There has been great excitement in our family with the arrival of baby Joe, first son of my first daughter.
One of the offerings promised by the government – I’m not quite sure which level, actually – is one home visit by a midwife/mother craft nurse.
My daughter duly rang to make a time for the visit. This is the information she received.
- The service goes on holiday for four weeks from mid-December. So bad luck if you have a baby in that time period.
- The call centre to make bookings is only open from 9am to 12 noon and 2pm to 4pm, weekdays.
- The operator asks an amazing number of intrusive questions, including the suggestion that it would be better to wander down to the local Infant Welfare Centre, or whatever it is called.

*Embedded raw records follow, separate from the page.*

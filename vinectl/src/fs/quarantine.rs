//! Moving files out of the working tree without losing them.

use anyhow::{Context, Result};
use chrono::Local;
use std::fs;
use std::io::ErrorKind;
use std::path::{Path, PathBuf};

/// Move `source` into `dest_dir`, keeping its file name.
///
/// If a file of that name is already there the moved copy gets a timestamp
/// suffix, so nothing in `dest_dir` is overwritten. Returns `Ok(None)` if the
/// source no longer exists.
pub fn move_into(source: &Path, dest_dir: &Path) -> Result<Option<PathBuf>> {
    if !source.exists() {
        return Ok(None);
    }

    fs::create_dir_all(dest_dir)
        .with_context(|| format!("Failed to create {}", dest_dir.display()))?;

    let file_name = source
        .file_name()
        .with_context(|| format!("Not a file path: {}", source.display()))?
        .to_string_lossy()
        .to_string();

    let mut dest = dest_dir.join(&file_name);
    if dest.exists() {
        let stamp = Local::now().format("%Y%m%d%H%M%S%f");
        dest = dest_dir.join(format!("{file_name}.{stamp}"));
    }

    if fs::rename(source, &dest).is_err() {
        // rename fails across filesystems
        fs::copy(source, &dest)
            .with_context(|| format!("Failed to copy {} to {}", source.display(), dest.display()))?;
        fs::remove_file(source)
            .with_context(|| format!("Failed to remove {}", source.display()))?;
    }

    Ok(Some(dest))
}

/// Delete every regular file directly inside `dir`. A missing directory is
/// already clear.
pub fn clear_dir(dir: &Path) -> Result<usize> {
    let entries = match fs::read_dir(dir) {
        Ok(entries) => entries,
        Err(e) if e.kind() == ErrorKind::NotFound => return Ok(0),
        Err(e) => return Err(e).with_context(|| format!("Failed to list {}", dir.display())),
    };

    let mut removed = 0;
    for entry in entries {
        let path = entry?.path();
        if !path.is_file() {
            continue;
        }
        match fs::remove_file(&path) {
            Ok(()) => removed += 1,
            Err(e) if e.kind() == ErrorKind::NotFound => {}
            Err(e) => {
                return Err(e).with_context(|| format!("Failed to remove {}", path.display()))
            }
        }
    }

    Ok(removed)
}

/// Regular files directly inside `dir`, sorted by name.
pub fn list_files(dir: &Path) -> Result<Vec<PathBuf>> {
    let entries = match fs::read_dir(dir) {
        Ok(entries) => entries,
        Err(e) if e.kind() == ErrorKind::NotFound => return Ok(Vec::new()),
        Err(e) => return Err(e).with_context(|| format!("Failed to list {}", dir.display())),
    };

    let mut files = Vec::new();
    for entry in entries {
        let path = entry?.path();
        if path.is_file() {
            files.push(path);
        }
    }
    files.sort();

    Ok(files)
}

- The questions include: is it easy to park outside your house? (The appointment is abandoned if the nurse cannot get a park, she was told.) Does the nurse have to take off her shoes to enter the house. (Another reason for abandoment.) Are renovations being undertaken? Is there a history of domestic violence in the house? Is there a history of drug or alchol abuse in the house? And the questions went on.
- She has managed to make a time for an appointment, nearly three weeks after the baby was born, but we shall see.
In the meantime, on the recommendation of her obstetrician, she secured the services of a private nurse, who came two days after Joe and mother left hospital. My daughter texted her to say that an hour after the original time would be better for her and that was no problem. She visited for about an hour and half.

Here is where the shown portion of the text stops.